Recorded data
========
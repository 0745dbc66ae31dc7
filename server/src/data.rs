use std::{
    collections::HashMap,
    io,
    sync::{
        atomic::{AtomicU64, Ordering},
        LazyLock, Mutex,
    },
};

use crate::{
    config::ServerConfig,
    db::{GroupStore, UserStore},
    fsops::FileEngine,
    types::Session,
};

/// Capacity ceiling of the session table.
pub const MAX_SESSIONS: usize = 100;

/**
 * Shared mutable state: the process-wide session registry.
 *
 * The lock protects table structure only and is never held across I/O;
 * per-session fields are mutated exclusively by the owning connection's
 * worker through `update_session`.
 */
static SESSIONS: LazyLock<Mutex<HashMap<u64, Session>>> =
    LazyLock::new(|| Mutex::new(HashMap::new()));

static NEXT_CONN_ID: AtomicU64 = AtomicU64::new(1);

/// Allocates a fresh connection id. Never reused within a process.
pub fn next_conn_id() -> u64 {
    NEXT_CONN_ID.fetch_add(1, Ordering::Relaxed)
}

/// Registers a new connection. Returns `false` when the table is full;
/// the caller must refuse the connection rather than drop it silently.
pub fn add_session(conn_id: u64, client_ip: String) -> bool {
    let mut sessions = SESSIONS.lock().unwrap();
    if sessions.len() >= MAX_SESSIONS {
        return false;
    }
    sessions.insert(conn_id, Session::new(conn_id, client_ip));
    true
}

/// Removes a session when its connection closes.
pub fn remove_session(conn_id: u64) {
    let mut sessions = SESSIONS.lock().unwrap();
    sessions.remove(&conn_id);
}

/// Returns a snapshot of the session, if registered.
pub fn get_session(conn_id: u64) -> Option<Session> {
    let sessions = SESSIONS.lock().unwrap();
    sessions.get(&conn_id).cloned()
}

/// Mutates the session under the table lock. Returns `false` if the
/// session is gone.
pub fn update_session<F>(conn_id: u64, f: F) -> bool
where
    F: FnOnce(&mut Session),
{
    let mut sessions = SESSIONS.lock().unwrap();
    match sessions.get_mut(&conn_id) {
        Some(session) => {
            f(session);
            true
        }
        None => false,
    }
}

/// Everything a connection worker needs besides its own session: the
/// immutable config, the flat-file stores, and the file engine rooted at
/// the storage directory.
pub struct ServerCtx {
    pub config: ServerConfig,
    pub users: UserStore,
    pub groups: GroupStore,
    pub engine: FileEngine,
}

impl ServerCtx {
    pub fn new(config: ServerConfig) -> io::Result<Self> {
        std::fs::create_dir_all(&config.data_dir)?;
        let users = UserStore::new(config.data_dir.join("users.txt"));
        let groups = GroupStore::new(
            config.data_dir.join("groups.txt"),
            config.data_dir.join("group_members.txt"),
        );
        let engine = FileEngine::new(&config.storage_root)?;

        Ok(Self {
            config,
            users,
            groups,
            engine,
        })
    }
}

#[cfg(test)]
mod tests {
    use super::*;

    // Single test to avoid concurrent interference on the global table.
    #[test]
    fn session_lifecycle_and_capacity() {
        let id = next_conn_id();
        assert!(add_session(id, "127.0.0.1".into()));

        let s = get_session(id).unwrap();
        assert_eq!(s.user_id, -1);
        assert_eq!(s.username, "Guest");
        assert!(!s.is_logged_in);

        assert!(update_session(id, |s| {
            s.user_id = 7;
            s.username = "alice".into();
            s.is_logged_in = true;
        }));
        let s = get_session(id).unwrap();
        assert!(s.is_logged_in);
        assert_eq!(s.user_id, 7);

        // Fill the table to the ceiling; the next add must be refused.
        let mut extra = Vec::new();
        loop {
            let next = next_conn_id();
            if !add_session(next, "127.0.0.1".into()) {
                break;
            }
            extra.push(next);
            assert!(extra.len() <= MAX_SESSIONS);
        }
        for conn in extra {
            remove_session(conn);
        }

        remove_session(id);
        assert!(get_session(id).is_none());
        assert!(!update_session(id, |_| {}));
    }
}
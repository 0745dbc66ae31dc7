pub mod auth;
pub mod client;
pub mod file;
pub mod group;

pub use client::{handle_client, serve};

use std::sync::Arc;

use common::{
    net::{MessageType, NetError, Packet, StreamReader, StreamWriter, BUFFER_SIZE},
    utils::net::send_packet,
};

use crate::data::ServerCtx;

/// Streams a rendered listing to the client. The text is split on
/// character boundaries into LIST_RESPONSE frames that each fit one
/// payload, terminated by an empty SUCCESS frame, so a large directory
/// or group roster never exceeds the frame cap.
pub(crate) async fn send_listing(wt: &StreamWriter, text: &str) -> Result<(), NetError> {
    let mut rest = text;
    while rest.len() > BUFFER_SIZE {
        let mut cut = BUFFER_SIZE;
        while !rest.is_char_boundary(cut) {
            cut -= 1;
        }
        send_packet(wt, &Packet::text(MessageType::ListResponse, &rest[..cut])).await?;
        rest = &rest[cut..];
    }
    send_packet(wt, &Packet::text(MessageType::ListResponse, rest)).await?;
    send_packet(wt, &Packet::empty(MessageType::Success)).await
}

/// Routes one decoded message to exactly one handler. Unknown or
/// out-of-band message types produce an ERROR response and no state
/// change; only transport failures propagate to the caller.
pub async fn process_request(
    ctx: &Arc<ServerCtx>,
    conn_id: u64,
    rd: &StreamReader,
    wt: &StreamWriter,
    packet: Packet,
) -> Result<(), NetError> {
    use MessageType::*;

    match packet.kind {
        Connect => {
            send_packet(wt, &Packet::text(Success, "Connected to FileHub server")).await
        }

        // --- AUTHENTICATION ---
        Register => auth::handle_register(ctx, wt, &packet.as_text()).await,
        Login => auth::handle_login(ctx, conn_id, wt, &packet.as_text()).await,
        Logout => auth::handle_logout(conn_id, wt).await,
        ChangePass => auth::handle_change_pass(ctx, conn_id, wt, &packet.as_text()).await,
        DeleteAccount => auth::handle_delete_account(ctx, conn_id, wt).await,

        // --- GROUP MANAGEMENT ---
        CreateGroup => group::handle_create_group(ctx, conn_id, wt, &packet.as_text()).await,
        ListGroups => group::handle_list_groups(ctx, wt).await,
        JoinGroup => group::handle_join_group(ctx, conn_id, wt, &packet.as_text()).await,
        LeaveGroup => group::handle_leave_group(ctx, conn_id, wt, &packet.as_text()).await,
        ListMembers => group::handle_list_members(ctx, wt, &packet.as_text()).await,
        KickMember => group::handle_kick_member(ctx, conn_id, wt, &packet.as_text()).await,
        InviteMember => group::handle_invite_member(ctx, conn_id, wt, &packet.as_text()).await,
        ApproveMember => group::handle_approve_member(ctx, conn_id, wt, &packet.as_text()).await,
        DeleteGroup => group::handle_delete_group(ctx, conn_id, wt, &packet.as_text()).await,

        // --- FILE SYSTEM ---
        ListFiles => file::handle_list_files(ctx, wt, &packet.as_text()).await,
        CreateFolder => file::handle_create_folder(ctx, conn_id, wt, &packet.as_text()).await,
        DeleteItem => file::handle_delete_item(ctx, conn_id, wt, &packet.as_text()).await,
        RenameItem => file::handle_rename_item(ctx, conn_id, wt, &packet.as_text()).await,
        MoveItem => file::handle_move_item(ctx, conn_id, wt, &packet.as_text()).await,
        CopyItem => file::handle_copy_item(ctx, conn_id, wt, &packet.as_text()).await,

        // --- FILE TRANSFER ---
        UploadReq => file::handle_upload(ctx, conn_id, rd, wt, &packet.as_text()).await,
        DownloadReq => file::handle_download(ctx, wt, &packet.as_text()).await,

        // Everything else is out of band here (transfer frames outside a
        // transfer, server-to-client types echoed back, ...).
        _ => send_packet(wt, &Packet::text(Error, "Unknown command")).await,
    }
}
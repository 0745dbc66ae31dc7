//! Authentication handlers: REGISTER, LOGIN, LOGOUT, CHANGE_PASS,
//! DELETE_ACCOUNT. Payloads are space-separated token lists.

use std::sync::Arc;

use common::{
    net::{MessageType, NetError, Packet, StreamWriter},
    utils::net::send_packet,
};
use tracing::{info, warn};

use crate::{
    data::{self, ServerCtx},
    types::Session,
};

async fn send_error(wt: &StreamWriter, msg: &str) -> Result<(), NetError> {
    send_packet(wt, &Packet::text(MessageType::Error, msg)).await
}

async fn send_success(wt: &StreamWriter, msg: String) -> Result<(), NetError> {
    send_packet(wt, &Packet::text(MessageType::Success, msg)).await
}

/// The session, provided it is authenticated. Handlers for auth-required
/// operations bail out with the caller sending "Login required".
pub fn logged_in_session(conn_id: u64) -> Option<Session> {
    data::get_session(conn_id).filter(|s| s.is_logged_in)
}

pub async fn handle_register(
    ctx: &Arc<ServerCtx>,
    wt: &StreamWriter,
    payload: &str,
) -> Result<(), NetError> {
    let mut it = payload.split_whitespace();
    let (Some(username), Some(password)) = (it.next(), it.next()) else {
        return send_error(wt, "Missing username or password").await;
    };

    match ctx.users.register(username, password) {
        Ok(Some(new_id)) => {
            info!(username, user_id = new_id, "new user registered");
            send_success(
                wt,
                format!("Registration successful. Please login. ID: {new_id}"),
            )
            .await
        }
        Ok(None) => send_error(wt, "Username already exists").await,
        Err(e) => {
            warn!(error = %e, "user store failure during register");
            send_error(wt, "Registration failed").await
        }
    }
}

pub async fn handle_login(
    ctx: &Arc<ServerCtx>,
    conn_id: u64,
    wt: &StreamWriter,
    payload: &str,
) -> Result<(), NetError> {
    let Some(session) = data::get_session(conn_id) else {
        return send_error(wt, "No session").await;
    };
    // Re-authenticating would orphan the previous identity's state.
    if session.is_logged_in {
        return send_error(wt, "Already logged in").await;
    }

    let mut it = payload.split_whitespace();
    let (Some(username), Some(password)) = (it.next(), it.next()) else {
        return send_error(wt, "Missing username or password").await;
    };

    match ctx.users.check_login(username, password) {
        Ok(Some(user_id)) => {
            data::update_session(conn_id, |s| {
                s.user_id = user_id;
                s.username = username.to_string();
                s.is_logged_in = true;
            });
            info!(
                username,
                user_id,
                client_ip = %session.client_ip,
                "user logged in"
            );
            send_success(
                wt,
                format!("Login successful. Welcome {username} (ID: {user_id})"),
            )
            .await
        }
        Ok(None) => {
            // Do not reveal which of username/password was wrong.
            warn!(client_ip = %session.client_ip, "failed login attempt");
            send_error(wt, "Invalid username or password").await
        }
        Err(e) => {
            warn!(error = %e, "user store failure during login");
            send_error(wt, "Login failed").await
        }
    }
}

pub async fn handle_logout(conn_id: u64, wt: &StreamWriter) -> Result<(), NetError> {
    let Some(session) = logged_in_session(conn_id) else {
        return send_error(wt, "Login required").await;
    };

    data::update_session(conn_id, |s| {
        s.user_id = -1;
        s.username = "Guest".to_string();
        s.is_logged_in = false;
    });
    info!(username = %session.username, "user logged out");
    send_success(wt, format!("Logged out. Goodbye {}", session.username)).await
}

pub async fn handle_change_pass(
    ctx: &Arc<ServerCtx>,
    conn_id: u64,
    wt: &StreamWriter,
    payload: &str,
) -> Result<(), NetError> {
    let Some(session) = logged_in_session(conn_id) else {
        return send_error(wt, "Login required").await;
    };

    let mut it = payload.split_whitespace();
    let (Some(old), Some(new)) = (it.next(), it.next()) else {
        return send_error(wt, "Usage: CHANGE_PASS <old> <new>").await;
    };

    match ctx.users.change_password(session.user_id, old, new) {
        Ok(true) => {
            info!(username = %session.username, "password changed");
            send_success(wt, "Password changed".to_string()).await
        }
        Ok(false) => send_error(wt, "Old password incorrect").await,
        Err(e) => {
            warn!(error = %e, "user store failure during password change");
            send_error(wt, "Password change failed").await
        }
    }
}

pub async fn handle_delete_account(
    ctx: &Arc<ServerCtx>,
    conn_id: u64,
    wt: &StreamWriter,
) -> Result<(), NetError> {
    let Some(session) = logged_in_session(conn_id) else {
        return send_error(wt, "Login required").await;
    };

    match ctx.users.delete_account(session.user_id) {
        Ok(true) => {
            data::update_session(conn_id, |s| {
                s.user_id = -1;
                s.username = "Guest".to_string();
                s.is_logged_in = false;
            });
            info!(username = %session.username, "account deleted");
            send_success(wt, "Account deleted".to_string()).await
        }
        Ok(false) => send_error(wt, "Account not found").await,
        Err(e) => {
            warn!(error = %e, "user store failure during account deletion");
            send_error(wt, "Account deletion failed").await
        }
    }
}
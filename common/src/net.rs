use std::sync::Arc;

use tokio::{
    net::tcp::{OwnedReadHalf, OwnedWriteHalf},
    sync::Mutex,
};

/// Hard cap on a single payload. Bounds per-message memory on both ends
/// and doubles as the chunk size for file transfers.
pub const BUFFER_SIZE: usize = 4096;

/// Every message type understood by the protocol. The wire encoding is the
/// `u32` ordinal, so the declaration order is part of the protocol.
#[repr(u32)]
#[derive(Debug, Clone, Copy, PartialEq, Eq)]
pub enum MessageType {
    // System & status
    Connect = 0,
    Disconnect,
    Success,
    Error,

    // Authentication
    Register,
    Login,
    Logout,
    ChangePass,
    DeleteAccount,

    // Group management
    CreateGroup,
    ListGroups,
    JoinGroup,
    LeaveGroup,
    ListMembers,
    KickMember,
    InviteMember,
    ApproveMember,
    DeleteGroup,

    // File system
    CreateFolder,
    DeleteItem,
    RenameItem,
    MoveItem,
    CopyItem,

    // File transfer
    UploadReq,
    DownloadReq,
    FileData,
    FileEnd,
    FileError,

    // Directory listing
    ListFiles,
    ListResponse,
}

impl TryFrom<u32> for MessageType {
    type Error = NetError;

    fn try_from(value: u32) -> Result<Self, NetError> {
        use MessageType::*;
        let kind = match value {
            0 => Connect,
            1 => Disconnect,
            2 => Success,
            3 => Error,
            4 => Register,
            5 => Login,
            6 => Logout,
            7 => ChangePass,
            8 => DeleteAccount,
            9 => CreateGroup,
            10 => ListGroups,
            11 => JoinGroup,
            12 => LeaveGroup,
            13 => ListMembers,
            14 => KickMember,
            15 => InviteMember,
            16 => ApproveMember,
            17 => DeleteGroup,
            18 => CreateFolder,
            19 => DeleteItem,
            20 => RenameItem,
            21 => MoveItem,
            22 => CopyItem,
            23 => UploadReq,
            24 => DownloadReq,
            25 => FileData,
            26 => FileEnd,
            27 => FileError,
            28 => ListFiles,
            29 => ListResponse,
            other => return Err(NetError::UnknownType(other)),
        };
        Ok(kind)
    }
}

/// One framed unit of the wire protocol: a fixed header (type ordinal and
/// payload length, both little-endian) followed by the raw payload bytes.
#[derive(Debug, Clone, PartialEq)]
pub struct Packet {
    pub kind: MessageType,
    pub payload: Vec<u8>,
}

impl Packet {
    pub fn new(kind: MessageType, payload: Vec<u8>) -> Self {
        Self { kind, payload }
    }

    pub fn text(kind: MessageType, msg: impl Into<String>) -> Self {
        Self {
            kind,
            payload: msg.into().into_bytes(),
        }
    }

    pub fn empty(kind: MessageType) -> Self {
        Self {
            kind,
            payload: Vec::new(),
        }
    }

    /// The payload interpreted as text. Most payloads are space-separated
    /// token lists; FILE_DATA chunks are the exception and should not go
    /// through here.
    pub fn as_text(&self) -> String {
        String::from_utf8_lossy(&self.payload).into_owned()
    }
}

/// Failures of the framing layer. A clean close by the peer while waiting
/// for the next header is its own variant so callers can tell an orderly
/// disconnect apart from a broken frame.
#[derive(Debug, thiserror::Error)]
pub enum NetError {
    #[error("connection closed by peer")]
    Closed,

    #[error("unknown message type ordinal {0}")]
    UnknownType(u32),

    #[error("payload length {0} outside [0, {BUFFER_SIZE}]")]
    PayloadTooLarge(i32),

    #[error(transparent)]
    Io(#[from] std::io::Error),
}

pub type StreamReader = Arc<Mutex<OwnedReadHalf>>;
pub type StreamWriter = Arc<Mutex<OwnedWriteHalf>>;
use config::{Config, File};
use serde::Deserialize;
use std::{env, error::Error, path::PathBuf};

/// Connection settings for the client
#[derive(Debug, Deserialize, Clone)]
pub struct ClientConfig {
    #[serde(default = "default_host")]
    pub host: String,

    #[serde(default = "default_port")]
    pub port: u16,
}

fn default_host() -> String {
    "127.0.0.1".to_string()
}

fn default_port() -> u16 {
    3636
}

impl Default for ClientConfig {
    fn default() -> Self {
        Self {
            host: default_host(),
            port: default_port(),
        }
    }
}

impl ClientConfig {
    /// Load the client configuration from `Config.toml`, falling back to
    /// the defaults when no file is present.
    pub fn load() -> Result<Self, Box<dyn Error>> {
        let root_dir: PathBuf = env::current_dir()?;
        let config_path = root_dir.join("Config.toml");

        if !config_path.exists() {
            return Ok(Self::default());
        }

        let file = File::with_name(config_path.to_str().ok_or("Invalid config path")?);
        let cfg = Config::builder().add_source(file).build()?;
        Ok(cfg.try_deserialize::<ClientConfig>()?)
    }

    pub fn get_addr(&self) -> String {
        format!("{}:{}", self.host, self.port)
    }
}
========
▶ **About this task**: Looking at the data above, show all lines where the word "wire" occurs.

▶ **Solution to the exercise**:
/// Every message type understood by the protocol. The wire encoding is the
/// One framed unit of the wire protocol: a fixed header (type ordinal and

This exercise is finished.